:: Try it ::
Among the entries, which lines carry the string "upstream"? Copy each of them.

Start of Information shown

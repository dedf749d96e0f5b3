use crate::config::constants::models;
use crate::llm::provider::{
    FinishReason, LLMError, LLMProvider, LLMRequest, LLMResponse, MessageRole, Usage,
};
use async_trait::async_trait;
use reqwest::{Client as HttpClient, StatusCode};
use serde::{Deserialize, Serialize};

/// Client for OpenAI-compatible `/chat/completions` endpoints
pub struct OpenAIProvider {
    api_key: String,
    http_client: HttpClient,
    base_url: String,
    model: String,
}

#[derive(Debug, Serialize)]
struct ChatBody<'a> {
    model: &'a str,
    messages: Vec<ChatMessage<'a>>,
    stream: bool,
    #[serde(skip_serializing_if = "Option::is_none")]
    max_tokens: Option<u32>,
    #[serde(skip_serializing_if = "Option::is_none")]
    temperature: Option<f32>,
}

#[derive(Debug, Serialize)]
struct ChatMessage<'a> {
    role: &'static str,
    content: &'a str,
}

#[derive(Debug, Deserialize)]
struct ChatReply {
    #[serde(default)]
    choices: Vec<ChatChoice>,
    usage: Option<ReplyUsage>,
}

#[derive(Debug, Deserialize)]
struct ChatChoice {
    message: ReplyMessage,
    finish_reason: Option<String>,
}

#[derive(Debug, Deserialize)]
struct ReplyMessage {
    content: Option<String>,
}

#[derive(Debug, Default, Deserialize)]
#[serde(default)]
struct ReplyUsage {
    prompt_tokens: u32,
    completion_tokens: u32,
    total_tokens: u32,
}

impl OpenAIProvider {
    pub fn new(api_key: String) -> Self {
        Self::with_model(api_key, models::openai::DEFAULT_MODEL.to_string())
    }

    pub fn with_model(api_key: String, model: String) -> Self {
        Self {
            api_key,
            http_client: HttpClient::new(),
            base_url: models::openai::BASE_URL.to_string(),
            model,
        }
    }

    /// Point the client at a self-hosted or proxy endpoint
    pub fn with_base_url(mut self, base_url: impl Into<String>) -> Self {
        self.base_url = base_url.into().trim_end_matches('/').to_string();
        self
    }

    pub fn model(&self) -> &str {
        &self.model
    }

    fn request_body<'a>(&self, request: &'a LLMRequest) -> ChatBody<'a> {
        let system = request.system_prompt.as_deref().map(|content| ChatMessage {
            role: MessageRole::System.as_str(),
            content,
        });
        let turns = request.messages.iter().map(|msg| ChatMessage {
            role: msg.role.as_str(),
            content: &msg.content,
        });

        ChatBody {
            model: &request.model,
            messages: system.into_iter().chain(turns).collect(),
            stream: false,
            max_tokens: request.max_tokens,
            temperature: request.temperature,
        }
    }

    fn read_reply(reply: ChatReply) -> Result<LLMResponse, LLMError> {
        let usage = reply.usage.map(|u| Usage {
            prompt_tokens: u.prompt_tokens,
            completion_tokens: u.completion_tokens,
            total_tokens: u.total_tokens,
        });
        let choice = reply
            .choices
            .into_iter()
            .next()
            .ok_or_else(|| LLMError::Provider("reply contained no choices".to_string()))?;

        Ok(LLMResponse {
            content: choice.message.content,
            usage,
            finish_reason: choice
                .finish_reason
                .as_deref()
                .map_or(FinishReason::Stop, FinishReason::from_wire),
        })
    }

    fn provider_error(detail: String) -> LLMError {
        LLMError::Provider(format!("openai: {detail}"))
    }
}

#[async_trait]
impl LLMProvider for OpenAIProvider {
    fn name(&self) -> &str {
        "openai"
    }

    async fn generate(&self, request: LLMRequest) -> Result<LLMResponse, LLMError> {
        self.validate_request(&request)?;

        let response = self
            .http_client
            .post(format!("{}/chat/completions", self.base_url))
            .bearer_auth(&self.api_key)
            .json(&self.request_body(&request))
            .send()
            .await
            .map_err(|e| LLMError::Network(format!("openai: {e}")))?;

        match response.status() {
            StatusCode::UNAUTHORIZED | StatusCode::FORBIDDEN => {
                let body = response.text().await.unwrap_or_default();
                Err(LLMError::Authentication(body))
            }
            StatusCode::TOO_MANY_REQUESTS => Err(LLMError::RateLimit),
            status if !status.is_success() => {
                let body = response.text().await.unwrap_or_default();
                Err(Self::provider_error(format!("HTTP {status}: {body}")))
            }
            _ => {
                let reply: ChatReply = response
                    .json()
                    .await
                    .map_err(|e| Self::provider_error(format!("unreadable reply: {e}")))?;
                Self::read_reply(reply)
            }
        }
    }

    fn supported_models(&self) -> Vec<String> {
        models::openai::SUPPORTED_MODELS
            .iter()
            .map(|s| s.to_string())
            .collect()
    }

    fn validate_request(&self, request: &LLMRequest) -> Result<(), LLMError> {
        if request.messages.is_empty() {
            return Err(LLMError::InvalidRequest("no messages to send".to_string()));
        }
        if request.model.trim().is_empty() {
            return Err(LLMError::InvalidRequest("model name is blank".to_string()));
        }
        Ok(())
    }
}

#[cfg(test)]
mod tests {
    use super::*;
    use crate::llm::provider::Message;
    use serde_json::json;

    fn request() -> LLMRequest {
        LLMRequest {
            messages: vec![Message::user("Order: 2 x Pad Thai")],
            system_prompt: Some("You are a head chef.".to_string()),
            model: "gpt-4o-mini".to_string(),
            max_tokens: Some(150),
            temperature: None,
        }
    }

    #[test]
    fn test_body_puts_system_prompt_first() {
        let provider = OpenAIProvider::new("test_key".to_string());
        let req = request();
        let body = serde_json::to_value(provider.request_body(&req)).unwrap();

        assert_eq!(body["model"], "gpt-4o-mini");
        assert_eq!(body["max_tokens"], 150);
        assert!(body.get("temperature").is_none());
        assert_eq!(body["messages"][0]["role"], "system");
        assert_eq!(body["messages"][0]["content"], "You are a head chef.");
        assert_eq!(body["messages"][1]["role"], "user");
        assert_eq!(body["messages"][1]["content"], "Order: 2 x Pad Thai");
    }

    #[test]
    fn test_reply_reads_first_choice() {
        let reply: ChatReply = serde_json::from_value(json!({
            "choices": [{
                "message": {"role": "assistant", "content": "Go easy on the chili."},
                "finish_reason": "length"
            }],
            "usage": {"prompt_tokens": 40, "completion_tokens": 8, "total_tokens": 48}
        }))
        .unwrap();
        let response = OpenAIProvider::read_reply(reply).unwrap();

        assert_eq!(response.content.as_deref(), Some("Go easy on the chili."));
        assert!(response.finish_reason.is_truncated());
        assert_eq!(response.usage.map(|u| u.total_tokens), Some(48));
    }

    #[test]
    fn test_reply_without_choices_is_an_error() {
        let reply: ChatReply = serde_json::from_value(json!({"choices": []})).unwrap();
        assert!(matches!(
            OpenAIProvider::read_reply(reply),
            Err(LLMError::Provider(_))
        ));
    }

    #[test]
    fn test_provider_errors_carry_no_styling() {
        let err = OpenAIProvider::provider_error("HTTP 500: upstream".to_string());
        assert_eq!(err.to_string(), "provider error: openai: HTTP 500: upstream");
    }

    #[test]
    fn test_validate_rejects_empty_messages() {
        let provider = OpenAIProvider::new("test_key".to_string());
        let mut req = request();
        req.messages.clear();
        assert!(matches!(
            provider.validate_request(&req),
            Err(LLMError::InvalidRequest(_))
        ));
    }

    #[test]
    fn test_base_url_is_normalized() {
        let provider = OpenAIProvider::with_model("k".to_string(), "gpt-4o".to_string())
            .with_base_url("http://localhost:8080/v1/");
        assert_eq!(provider.base_url, "http://localhost:8080/v1");
        assert_eq!(provider.model(), "gpt-4o");
        assert!(provider.supported_models().contains(&"gpt-4o".to_string()));
    }
}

End of Information shown

:: Written response ::
        let err = OpenAIProvider::provider_error("HTTP 500: upstream".to_string());
        assert_eq!(err.to_string(), "provider error: openai: HTTP 500: upstream");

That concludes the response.